しかしその内側では、常に緊張状態にあったり、他者を信頼できなかったり、自分の感情がわからなくなっていたりすることがあります。
つまり、「強く見える」ことと「心が安定している」ことは、必ずしも同じではないのです。

気質や、周囲の人の影響もある
また、同じような家庭環境で育っても、その影響は人によって大きく異なります。
持って生まれた気質、親以外に支えてくれる大人の存在、学校や地域などの環境要因など、さまざまな条件が複雑に絡み合って、その人の心のあり方を形作っています。
「毒親育ちだからメンタルが強い(または弱い)」と一括りにすることはできません。大切なのは、自分自身の状態を正しく理解し、必要なケアを受けることです。
そもそも"メンタルが強い"ってどういうこと?
「メンタルが強い」という言葉は日常的によく使われますが、その意味するところは人によって異なります。ここで一度、「精神的な強さ」とは何かを整理してみましょう。
「強さ」にはさまざまな側面がある
心理学において、精神的な強さは複数の要素から成り立つと考えられています。
- ストレス耐性
困難な状況に直面しても、パニックにならず冷静に対処できる力。プレッシャーの中でもパフォーマンスを維持できること。
- レジリエンス(回復力)
つらい出来事があっても、そこから立ち直る力。一時的に落ち込んでも、時間とともに元の状態に戻れること。
- 感情調整能力
自分の感情を認識し、適切にコントロールできる力。感情に振り回されず、状況に応じた行動が取れること。
- 自己肯定感
自分には価値があると感じられること。失敗しても自分を責めすぎず、ありのままの自分を受け入れられること。
- 柔軟性
変化や予期せぬ事態に適応できる力。一つのやり方に固執せず、状況に応じて考え方や行動を変えられること。
「強く見える」と「実際に安定している」の違い
ここで重要なのは、「強く見える」ことと「心が安定している」ことは別物だということです。

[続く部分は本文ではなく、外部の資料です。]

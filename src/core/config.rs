//! VFS configuration
//!
//! All keys are optional; missing ones take the defaults below. Keys use
//! camelCase so the same document can be shared with other bindings:
//!
//! ```toml
//! cacheBytes = 33554432
//! pageSize = 32768
//! maxRetries = 3
//! prefetchDepth = 4
//! ```

use crate::core::error::ConfigError;
use serde::{Deserialize, Serialize};
use std::path::Path;
use std::time::Duration;
use validator::Validate;

/// Smallest page size SQLite can work with
pub const MIN_PAGE_SIZE: u32 = 512;

/// Largest fetch granularity accepted
pub const MAX_PAGE_SIZE: u32 = 1 << 20;

/// Name the VFS registers under unless configured otherwise
pub const DEFAULT_VFS_NAME: &str = "web";

#[derive(Debug, Clone, PartialEq, Eq, Serialize, Deserialize, Validate)]
#[serde(default, rename_all = "camelCase", deny_unknown_fields)]
pub struct VfsConfig {
    /// Page cache capacity in bytes
    #[validate(range(min = 512))]
    pub cache_bytes: u64,

    /// Fetch granularity in bytes (power of two)
    #[validate(range(min = 512, max = 1048576))]
    pub page_size: u32,

    /// Retries after the first attempt for transient failures
    #[validate(range(max = 32))]
    pub max_retries: u32,

    /// Pages fetched ahead once a stride is detected (0 disables prefetch)
    #[validate(range(max = 256))]
    pub prefetch_depth: u32,

    /// Accesses that must share one positive stride before prefetching
    #[validate(range(min = 2, max = 16))]
    pub prefetch_window: u32,

    pub retry_base_delay_ms: u64,
    pub retry_max_delay_ms: u64,
    pub connect_timeout_ms: u64,
    pub request_timeout_ms: u64,

    /// Bearer token sent with every request
    pub auth_token: Option<String>,

    pub user_agent: String,

    /// Accept writes into an in-memory overlay instead of refusing them
    pub overlay: bool,

    #[validate(range(min = 1, max = 64))]
    pub worker_threads: u32,

    #[validate(length(min = 1, max = 64))]
    pub vfs_name: String,

    pub make_default: bool,
}

impl Default for VfsConfig {
    fn default() -> Self {
        VfsConfig {
            cache_bytes: 64 * 1024 * 1024,
            page_size: 32 * 1024,
            max_retries: 4,
            prefetch_depth: 4,
            prefetch_window: 3,
            retry_base_delay_ms: 100,
            retry_max_delay_ms: 5_000,
            connect_timeout_ms: 10_000,
            request_timeout_ms: 30_000,
            auth_token: None,
            user_agent: format!("sqlite-web-vfs/{}", env!("CARGO_PKG_VERSION")),
            overlay: false,
            worker_threads: 2,
            vfs_name: DEFAULT_VFS_NAME.to_string(),
            make_default: false,
        }
    }
}

impl VfsConfig {
    /// Parse and validate a TOML document
    pub fn from_toml_str(text: &str) -> Result<Self, ConfigError> {
        let config: VfsConfig = toml::from_str(text)?;
        config.check()?;
        Ok(config)
    }

    /// Read, parse and validate a TOML file
    pub fn from_file<P: AsRef<Path>>(path: P) -> Result<Self, ConfigError> {
        let text = std::fs::read_to_string(path)?;
        Self::from_toml_str(&text)
    }

    /// Field ranges plus the cross-field rules the derive cannot express
    pub fn check(&self) -> Result<(), ConfigError> {
        self.validate()?;

        if !self.page_size.is_power_of_two() {
            return Err(ConfigError::Invalid(format!(
                "pageSize {} is not a power of two",
                self.page_size
            )));
        }
        if self.cache_bytes < self.page_size as u64 {
            return Err(ConfigError::Invalid(format!(
                "cacheBytes {} cannot hold a single {}-byte page",
                self.cache_bytes, self.page_size
            )));
        }
        if self.retry_base_delay_ms > self.retry_max_delay_ms {
            return Err(ConfigError::Invalid(format!(
                "retryBaseDelayMs {} exceeds retryMaxDelayMs {}",
                self.retry_base_delay_ms, self.retry_max_delay_ms
            )));
        }
        if self.vfs_name.contains('\0') {
            return Err(ConfigError::Invalid("vfsName contains a NUL byte".into()));
        }

        Ok(())
    }

    pub fn page_size_bytes(&self) -> usize {
        self.page_size as usize
    }

    pub fn cache_capacity(&self) -> usize {
        usize::try_from(self.cache_bytes).unwrap_or(usize::MAX)
    }

    pub fn retry_base_delay(&self) -> Duration {
        Duration::from_millis(self.retry_base_delay_ms)
    }

    pub fn retry_max_delay(&self) -> Duration {
        Duration::from_millis(self.retry_max_delay_ms)
    }

    pub fn connect_timeout(&self) -> Duration {
        Duration::from_millis(self.connect_timeout_ms)
    }

    pub fn request_timeout(&self) -> Duration {
        Duration::from_millis(self.request_timeout_ms)
    }
}
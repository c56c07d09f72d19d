//! Core of the web VFS: remote fetching, the shared page cache, read-ahead,
//! the write overlay, and the SQLite adapter on top

pub mod cache;
pub mod config;
pub mod error;
pub mod executor;
pub mod fetcher;
pub mod overlay;
pub mod page;
pub mod prefetch;
pub mod vfs;

pub use cache::{CacheStats, PageCache, PinToken};
pub use config::VfsConfig;
pub use error::{CacheError, ConfigError, FetchError, LockError, OpenError, Result, VfsError};
pub use executor::BlockingExecutor;
pub use fetcher::{HttpRangeFetcher, MemoryFetcher, RangeFetcher, RetryPolicy};
pub use overlay::Overlay;
pub use page::{FileId, Page, PageKey, RemoteFile};
pub use prefetch::Prefetcher;
mod catalog_test;

/// Sets up the logger for test runs. Safe to call from every test; only the
/// first call installs it.
pub fn init_logger() {
    let _ = env_logger::builder().is_test(true).try_init();
}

たとえば、どんなにつらいことがあっても表情を変えず、弱音を一切吐かない人がいるとします。周囲からは「あの人はメンタルが強い」と評価されるかもしれません。
しかし、その人は感情を「出さない」のではなく「出せない」状態かもしれません。幼少期に感情を表現することが許されなかった、泣いたら怒られた、弱みを見せると攻撃された経験から、感情を封じ込めることを学んだ可能性があります。
これは「強さ」というより「麻痺」に近い状態です。感情を感じないようにすることで、一時的には傷つかずに済みますが、長期的には心身にさまざまな影響を及ぼすことがあります。

真の意味での精神的な強さとは、感情を抑え込むことではなく、感情を認識したうえで適切に対処できること。傷ついたときに傷ついたと認められること。そして、必要なときに人に頼れることです。
毒親育ちの人が見せる「強さ」が、どちらのタイプなのかを見極めることが大切です。